(Stored items from a collection)
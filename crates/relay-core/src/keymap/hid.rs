//! USB HID Usage IDs (page 0x07, Keyboard/Keypad page) for every abstract key.
//!
//! This is the `hid` preset: the keycodes a hardware key-injection device
//! expects.  Reference: USB HID Usage Tables 1.3, Section 10.
//!
//! # What is a HID Usage ID? (for beginners)
//!
//! The **USB Human Interface Device (HID)** standard assigns a unique number to
//! every key on a keyboard.  All keyboard keys are on usage page 0x07.
//!
//! | Key          | HID Usage ID |
//! |--------------|-------------|
//! | Letter A     | 0x04        |
//! | Enter        | 0x28        |
//! | Left Ctrl    | 0xE0        |
//!
//! HID codes represent **physical key positions**, not characters, so letters
//! start at 0x04 rather than at ASCII 'A' (0x41), and digit `0` (0x27) comes
//! after digit `9` (0x26) exactly as on the physical top row.
//!
//! Modifier keys live in the 0xE0–0xE7 range.  Hardware devices treat those
//! as bits in a modifier byte rather than as ordinary key slots.

use super::key::AbstractKey;

/// First HID usage ID of the modifier range (Left Ctrl).
pub const MODIFIER_FIRST: u8 = 0xE0;
/// Last HID usage ID of the modifier range (Right GUI).
pub const MODIFIER_LAST: u8 = 0xE7;

/// Returns `true` if `code` is a modifier usage (0xE0–0xE7).
#[inline]
pub fn is_modifier(code: u8) -> bool {
    (MODIFIER_FIRST..=MODIFIER_LAST).contains(&code)
}

/// Translates an abstract key to its HID usage ID.
///
/// Every abstract key has a HID equivalent, so this never fails.
pub fn hid_usage(key: AbstractKey) -> u8 {
    use AbstractKey::*;
    match key {
        // Letters (HID 0x04–0x1D)
        A => 0x04,
        B => 0x05,
        C => 0x06,
        D => 0x07,
        E => 0x08,
        F => 0x09,
        G => 0x0A,
        H => 0x0B,
        I => 0x0C,
        J => 0x0D,
        K => 0x0E,
        L => 0x0F,
        M => 0x10,
        N => 0x11,
        O => 0x12,
        P => 0x13,
        Q => 0x14,
        R => 0x15,
        S => 0x16,
        T => 0x17,
        U => 0x18,
        V => 0x19,
        W => 0x1A,
        X => 0x1B,
        Y => 0x1C,
        Z => 0x1D,

        // Digits (HID 0x1E–0x27, zero last)
        One => 0x1E,
        Two => 0x1F,
        Three => 0x20,
        Four => 0x21,
        Five => 0x22,
        Six => 0x23,
        Seven => 0x24,
        Eight => 0x25,
        Nine => 0x26,
        Zero => 0x27,

        // Function keys (HID 0x3A–0x45)
        F1 => 0x3A,
        F2 => 0x3B,
        F3 => 0x3C,
        F4 => 0x3D,
        F5 => 0x3E,
        F6 => 0x3F,
        F7 => 0x40,
        F8 => 0x41,
        F9 => 0x42,
        F10 => 0x43,
        F11 => 0x44,
        F12 => 0x45,

        // Navigation cluster
        Insert => 0x49,
        Home => 0x4A,
        PageUp => 0x4B,
        Delete => 0x4C,
        End => 0x4D,
        PageDown => 0x4E,
        Right => 0x4F,
        Left => 0x50,
        Down => 0x51,
        Up => 0x52,

        // Control and punctuation
        Enter => 0x28,
        Esc => 0x29,
        Space => 0x2C,
        Semicolon => 0x33,
        Quote => 0x34,
        Tilde => 0x35,
        Comma => 0x36,
        Period => 0x37,
        Slash => 0x38,

        // Modifiers (left-hand variants)
        Ctrl => 0xE0,
        Shift => 0xE1,
        Alt => 0xE2,
    }
}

**ABOUT THIS EXERCISE**.
Your answer consists solely of the lines from the top of the records above through the line that contains "hardware key-injection device", each echoed exactly.

**ANSWER TO THIS PROBLEM**.
filename crates/relay-core/src/keymap/hid.rs
//! USB HID Usage IDs (page 0x07, Keyboard/Keypad page) for every abstract key.
//!
//! This is the `hid` preset: the keycodes a hardware key-injection device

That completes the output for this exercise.